Saved data entries:
....................
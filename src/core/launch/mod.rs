pub mod identity;
pub mod java;
pub mod options;

pub use identity::{offline_uuid, resolve_identity};
pub use java::find_java_executable;
pub use options::{build_launch_options, merge_jvm_args, LaunchOptions};
pub mod catalog;
pub mod manifest;

pub use catalog::{
    display_label, installed_versions, is_version_installed, resolve_selection, VersionCatalog,
    VersionEntry,
};
pub use manifest::{RemoteVersion, VersionKind, VersionManifest};
//! tether-config-server - serves the bot's configuration.

use std::sync::Arc;
use tether::config::{SchemaLoader, ServerSettings};
use tether::provider::{serve, AccessGuard, ConfigStore, ServerState};
use tether::shutdown::shutdown_signal;
use tracing::{error, info, warn};

#[tokio::main]
async fn main() -> anyhow::Result<()> {
    let _ = dotenvy::dotenv();
    tether::telemetry::init();

    let settings = ServerSettings::from_env().map_err(|e| {
        error!(error = %e, "Invalid server settings");
        e
    })?;

    if settings.uses_default_password() {
        warn!("Running with the default admin password; set CONFIG_PASSWORD");
    }

    let schema = SchemaLoader::new()?.into_schema();
    let store = ConfigStore::from_settings(schema, &settings).map_err(|e| {
        error!(error = %e, "Failed to open configuration store");
        e
    })?;

    info!(
        version = store.get_config().version,
        persisted = settings.store_path.is_some(),
        protect_reads = settings.protect_reads,
        "Starting config server"
    );

    let state = ServerState {
        store: Arc::new(store),
        guard: Arc::new(AccessGuard::new(settings.credentials.clone())),
        protect_reads: settings.protect_reads,
    };

    serve(state, settings.bind_addr, shutdown_signal()).await?;
    Ok(())
}
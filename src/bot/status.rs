//! Status endpoint for the bot.
//!
//! `GET /status` reports state, cached version and degraded mode.
//! `GET /health` answers 200 once a configuration is cached and the loop
//! is running (degraded included), 503 otherwise.

use crate::bot::process::{Bot, BotStatus};
use axum::{extract::State, http::StatusCode, routing::get, Json, Router};
use std::future::Future;
use std::net::SocketAddr;
use std::sync::Arc;
use tokio::net::TcpListener;
use tracing::info;

async fn handle_status(State(bot): State<Arc<Bot>>) -> Json<BotStatus> {
    Json(bot.status())
}

async fn handle_health(State(bot): State<Arc<Bot>>) -> (StatusCode, Json<BotStatus>) {
    let status = bot.status();
    let code = if status.state.is_operational() {
        StatusCode::OK
    } else {
        StatusCode::SERVICE_UNAVAILABLE
    };
    (code, Json(status))
}

/// Build the status router
pub fn router(bot: Arc<Bot>) -> Router {
    Router::new()
        .route("/status", get(handle_status))
        .route("/health", get(handle_health))
        .with_state(bot)
}

/// Serve the status endpoint until `shutdown` resolves
pub async fn serve<F>(bot: Arc<Bot>, addr: SocketAddr, shutdown: F) -> crate::error::Result<()>
where
    F: Future<Output = ()> + Send + 'static,
{
    let listener = TcpListener::bind(addr).await?;
    info!(%addr, "Bot status endpoint listening");

    axum::serve(listener, router(bot))
        .with_graceful_shutdown(shutdown)
        .await?;
    Ok(())
}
....................
Reproduce every line of the data exactly as it was written.

▸ Answer box
filename src/core/launch/mod.rs
pub mod identity;
pub mod java;
pub mod options;

pub use identity::{offline_uuid, resolve_identity};
pub use java::find_java_executable;
pub use options::{build_launch_options, merge_jvm_args, LaunchOptions};
pub mod catalog;
pub mod manifest;

pub use catalog::{
    display_label, installed_versions, is_version_installed, resolve_selection, VersionCatalog,
    VersionEntry,
};
pub use manifest::{RemoteVersion, VersionKind, VersionManifest};
//! tether-config-server - serves the bot's configuration.

use std::sync::Arc;
use tether::config::{SchemaLoader, ServerSettings};
use tether::provider::{serve, AccessGuard, ConfigStore, ServerState};
use tether::shutdown::shutdown_signal;
use tracing::{error, info, warn};

#[tokio::main]
async fn main() -> anyhow::Result<()> {
    let _ = dotenvy::dotenv();
    tether::telemetry::init();

    let settings = ServerSettings::from_env().map_err(|e| {
        error!(error = %e, "Invalid server settings");
        e
    })?;

    if settings.uses_default_password() {
        warn!("Running with the default admin password; set CONFIG_PASSWORD");
    }

    let schema = SchemaLoader::new()?.into_schema();
    let store = ConfigStore::from_settings(schema, &settings).map_err(|e| {
        error!(error = %e, "Failed to open configuration store");
        e
    })?;

    info!(
        version = store.get_config().version,
        persisted = settings.store_path.is_some(),
        protect_reads = settings.protect_reads,
        "Starting config server"
    );

    let state = ServerState {
        store: Arc::new(store),
        guard: Arc::new(AccessGuard::new(settings.credentials.clone())),
        protect_reads: settings.protect_reads,
    };

    serve(state, settings.bind_addr, shutdown_signal()).await?;
    Ok(())
}
filename src/bot/status.rs
//! Status endpoint for the bot.
//!
//! `GET /status` reports state, cached version and degraded mode.
//! `GET /health` answers 200 once a configuration is cached and the loop
//! is running (degraded included), 503 otherwise.

use crate::bot::process::{Bot, BotStatus};
use axum::{extract::State, http::StatusCode, routing::get, Json, Router};
use std::future::Future;
use std::net::SocketAddr;
use std::sync::Arc;
use tokio::net::TcpListener;
use tracing::info;

async fn handle_status(State(bot): State<Arc<Bot>>) -> Json<BotStatus> {
    Json(bot.status())
}

async fn handle_health(State(bot): State<Arc<Bot>>) -> (StatusCode, Json<BotStatus>) {
    let status = bot.status();
    let code = if status.state.is_operational() {
        StatusCode::OK
    } else {
        StatusCode::SERVICE_UNAVAILABLE
    };
    (code, Json(status))
}

/// Build the status router
pub fn router(bot: Arc<Bot>) -> Router {
    Router::new()
        .route("/status", get(handle_status))
        .route("/health", get(handle_health))
        .with_state(bot)
}

/// Serve the status endpoint until `shutdown` resolves
pub async fn serve<F>(bot: Arc<Bot>, addr: SocketAddr, shutdown: F) -> crate::error::Result<()>
where
    F: Future<Output = ()> + Send + 'static,
{
    let listener = TcpListener::bind(addr).await?;
    info!(%addr, "Bot status endpoint listening");

    axum::serve(listener, router(bot))
        .with_graceful_shutdown(shutdown)
        .await?;
    Ok(())
}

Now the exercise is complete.